Using Stone Soup can provide many potential benefits, including:

  • increasing students’ exposure to the real world of practice
  • helping students develop critically-important interviewing and analysis skills
  • identifying how theory does and doesn’t map well onto actual practice
  • supplementing faculty’s knowledge, especially for faculty who haven’t practiced in the subjects they are teaching – or haven’t practiced at all
  • increasing everyone’s enjoyment of the course (and faculty course evaluations?)

A pioneering cohort of faculty have already used Stone Soup in their courses and the results have been phenomenally good, far exceeding our expectations.  Here’s a collection of their assessments of their courses.  They generally plan to use Stone Soup again, with little or no change.  Based on their experiences, I developed this description of the range of their experiences and specific suggestions as well as these general suggestions for using Stone Soup in your courses.

We have developed materials that you can easily use or adapt for assignments to have students conduct interviews, some sample student papers, and a wealth of other resources.  We will share more resources in the coming weeks and months.
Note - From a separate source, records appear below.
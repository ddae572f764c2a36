// src/noyau/jetons.rs

use std::fmt;
use std::str::FromStr;

use super::erreur::ErreurEval;

/// Opérateurs binaires.
#[derive(Clone, Copy, Debug, PartialEq, Eq)]
pub enum Op {
    Plus,
    Minus,
    Star,
    Slash,
    Caret, // ^
}

/// Fonctions unaires (toutes postfixées en RPN).
#[derive(Clone, Copy, Debug, PartialEq, Eq, Hash)]
pub enum Fonction {
    Log,
    Sqrt,
    Sin,
    Cos,
    Tan,
    Ln,
    Asin,
    Acos,
    Atan,
    Exp,
    Abs,
    Fact,
    Reciprocal,
}

#[derive(Clone, Debug, PartialEq)]
pub enum Tok {
    // Texte littéral d’origine : la conversion en f64 se fait à l’évaluation.
    Num(String),
    Op(Op),
    Fonc(Fonction),

    LPar,
    RPar,
}

impl Op {
    pub fn symbole(self) -> char {
        match self {
            Op::Plus => '+',
            Op::Minus => '-',
            Op::Star => '*',
            Op::Slash => '/',
            Op::Caret => '^',
        }
    }

    fn depuis_char(c: char) -> Option<Op> {
        match c {
            '+' => Some(Op::Plus),
            '-' => Some(Op::Minus),
            '*' => Some(Op::Star),
            '/' => Some(Op::Slash),
            '^' => Some(Op::Caret),
            _ => None,
        }
    }
}

impl FromStr for Op {
    type Err = ErreurEval;

    fn from_str(s: &str) -> Result<Self, Self::Err> {
        let mut it = s.chars();
        match (it.next(), it.next()) {
            (Some(c), None) => {
                Op::depuis_char(c).ok_or_else(|| ErreurEval::UnknownOperator(s.to_string()))
            }
            _ => Err(ErreurEval::UnknownOperator(s.to_string())),
        }
    }
}

impl Fonction {
    pub const TOUTES: [Fonction; 13] = [
        Fonction::Log,
        Fonction::Sqrt,
        Fonction::Sin,
        Fonction::Cos,
        Fonction::Tan,
        Fonction::Ln,
        Fonction::Asin,
        Fonction::Acos,
        Fonction::Atan,
        Fonction::Exp,
        Fonction::Abs,
        Fonction::Fact,
        Fonction::Reciprocal,
    ];

    /// Nom canonique (celui que la composition insère dans l’affichage).
    pub fn nom(self) -> &'static str {
        match self {
            Fonction::Log => "log",
            Fonction::Sqrt => "sqrt",
            Fonction::Sin => "sin",
            Fonction::Cos => "cos",
            Fonction::Tan => "tan",
            Fonction::Ln => "ln",
            Fonction::Asin => "asin",
            Fonction::Acos => "acos",
            Fonction::Atan => "atan",
            Fonction::Exp => "exp",
            Fonction::Abs => "abs",
            Fonction::Fact => "fact",
            Fonction::Reciprocal => "reciprocal",
        }
    }
}

impl fmt::Display for Fonction {
    fn fmt(&self, f: &mut fmt::Formatter<'_>) -> fmt::Result {
        f.write_str(self.nom())
    }
}

impl FromStr for Fonction {
    type Err = ErreurEval;

    /// Accepte les noms canoniques et les graphies héritées (√, e^x, 1/x).
    fn from_str(s: &str) -> Result<Self, Self::Err> {
        NOMS_FONCTIONS
            .iter()
            .find(|(nom, _)| *nom == s)
            .map(|(_, f)| *f)
            .ok_or_else(|| ErreurEval::UnknownFunction(s.to_string()))
    }
}

/// Table fixe des noms reconnus par le tokenizer.
/// Graphies héritées : "√" (racine), "e^x" (exp), "1/x" (inverse).
const NOMS_FONCTIONS: [(&str, Fonction); 16] = [
    ("log", Fonction::Log),
    ("sqrt", Fonction::Sqrt),
    ("sin", Fonction::Sin),
    ("cos", Fonction::Cos),
    ("tan", Fonction::Tan),
    ("ln", Fonction::Ln),
    ("asin", Fonction::Asin),
    ("acos", Fonction::Acos),
    ("atan", Fonction::Atan),
    ("exp", Fonction::Exp),
    ("abs", Fonction::Abs),
    ("fact", Fonction::Fact),
    ("reciprocal", Fonction::Reciprocal),
    ("√", Fonction::Sqrt),
    ("e^x", Fonction::Exp),
    ("1/x", Fonction::Reciprocal),
];

/// Plus long nom de fonction qui commence `reste`.
fn fonction_en_tete(reste: &str) -> Option<(&'static str, Fonction)> {
    NOMS_FONCTIONS
        .iter()
        .filter(|(nom, _)| reste.starts_with(nom))
        .max_by_key(|(nom, _)| nom.len())
        .copied()
}

fn vider_nombre(courant: &mut String, out: &mut Vec<Tok>) {
    if !courant.is_empty() {
        out.push(Tok::Num(std::mem::take(courant)));
    }
}

/// Début d’expression, après un opérateur, une fonction ou "(".
fn attend_operande(precedent: Option<&Tok>) -> bool {
    matches!(
        precedent,
        None | Some(Tok::Op(_) | Tok::Fonc(_) | Tok::LPar)
    )
}

fn debute_nombre(reste: &str) -> bool {
    reste
        .chars()
        .next()
        .is_some_and(|c| c.is_ascii_digit() || c == '.')
}

/// Tokenize une chaîne en jetons. N’échoue jamais.
/// - noms de fonctions (plus long nom reconnu à la position courante)
/// - nombres : suite de chiffres et de points, gardée telle quelle ("1.2.3" passe ici)
/// - "-" en position d’opérande et suivi d’un chiffre : signe du littéral ("-1").
///   Le signe appartient au nombre, il lie donc plus fort que ^ : "-2^2" = (-2)^2 = 4.
/// - opérateurs + - * / ^ et parenthèses ( )
/// - tout autre caractère (espaces compris) est ignoré
pub fn tokenize(s: &str) -> Vec<Tok> {
    let mut out = Vec::new();
    let mut courant = String::new();
    let mut i: usize = 0;

    while i < s.len() {
        let reste = &s[i..];

        if let Some((nom, f)) = fonction_en_tete(reste) {
            vider_nombre(&mut courant, &mut out);
            out.push(Tok::Fonc(f));
            i += nom.len();
            continue;
        }

        // `reste` est non vide : i < s.len() et i toujours sur une frontière de char
        let Some(c) = reste.chars().next() else {
            break;
        };
        i += c.len_utf8();

        if c.is_ascii_digit() || c == '.' {
            courant.push(c);
            continue;
        }

        vider_nombre(&mut courant, &mut out);

        // signe d’un littéral : "-" en position d’opérande, collé à un chiffre
        // qui n’ouvre pas un nom de fonction ("-1/x" reste "- 1/x")
        if c == '-'
            && attend_operande(out.last())
            && debute_nombre(&s[i..])
            && fonction_en_tete(&s[i..]).is_none()
        {
            courant.push('-');
            continue;
        }

        match c {
            '(' => out.push(Tok::LPar),
            ')' => out.push(Tok::RPar),
            _ => {
                if let Some(op) = Op::depuis_char(c) {
                    out.push(Tok::Op(op));
                }
            }
        }
    }
    vider_nombre(&mut courant, &mut out);

    out
}

/// Format utilitaire (démarche) : liste de jetons en texte.
pub fn format_tokens(tokens: &[Tok]) -> String {
    let mut out = Vec::new();
    for t in tokens {
        let s = match t {
            Tok::Num(lit) => lit.clone(),
            Tok::Op(op) => op.symbole().to_string(),
            Tok::Fonc(f) => f.nom().to_string(),
            Tok::LPar => "(".to_string(),
            Tok::RPar => ")".to_string(),
        };
        out.push(s);
    }
    out.join(" ")
}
Faculty have great discretion to tailor courses to fit your goals and circumstances, which I think is why Stone Soup has worked so well.  Here are some things you can control about Stone Soup in your courses:

  • whether you will assign students to conduct interviews, observe cases, and/or use “focus group classes
  • who will be the interview subjects or what types of cases will be observed
  • whether students will focus on specific cases and/or general practices and philosophies
  • whether all students will be required to do Stone Soup, it will be one option for completing a required assignment, or whether it will be an optional, extra-credit assignment
  • whether you will give students wide discretion in their choice of topics and questions or whether you will require them to focus on certain issues
  • whether students will complete assignments individually, in small groups, or as part of a class-wide project
  • whether to require students to write a paper and, if so, the length of the paper
  • the deadline for completing assignments
  • whether you will discuss students’ experiences in class
  • whether the assignment will be graded and, if so, the proportion of the grade

Try it next year.  I bet you and your students will like it.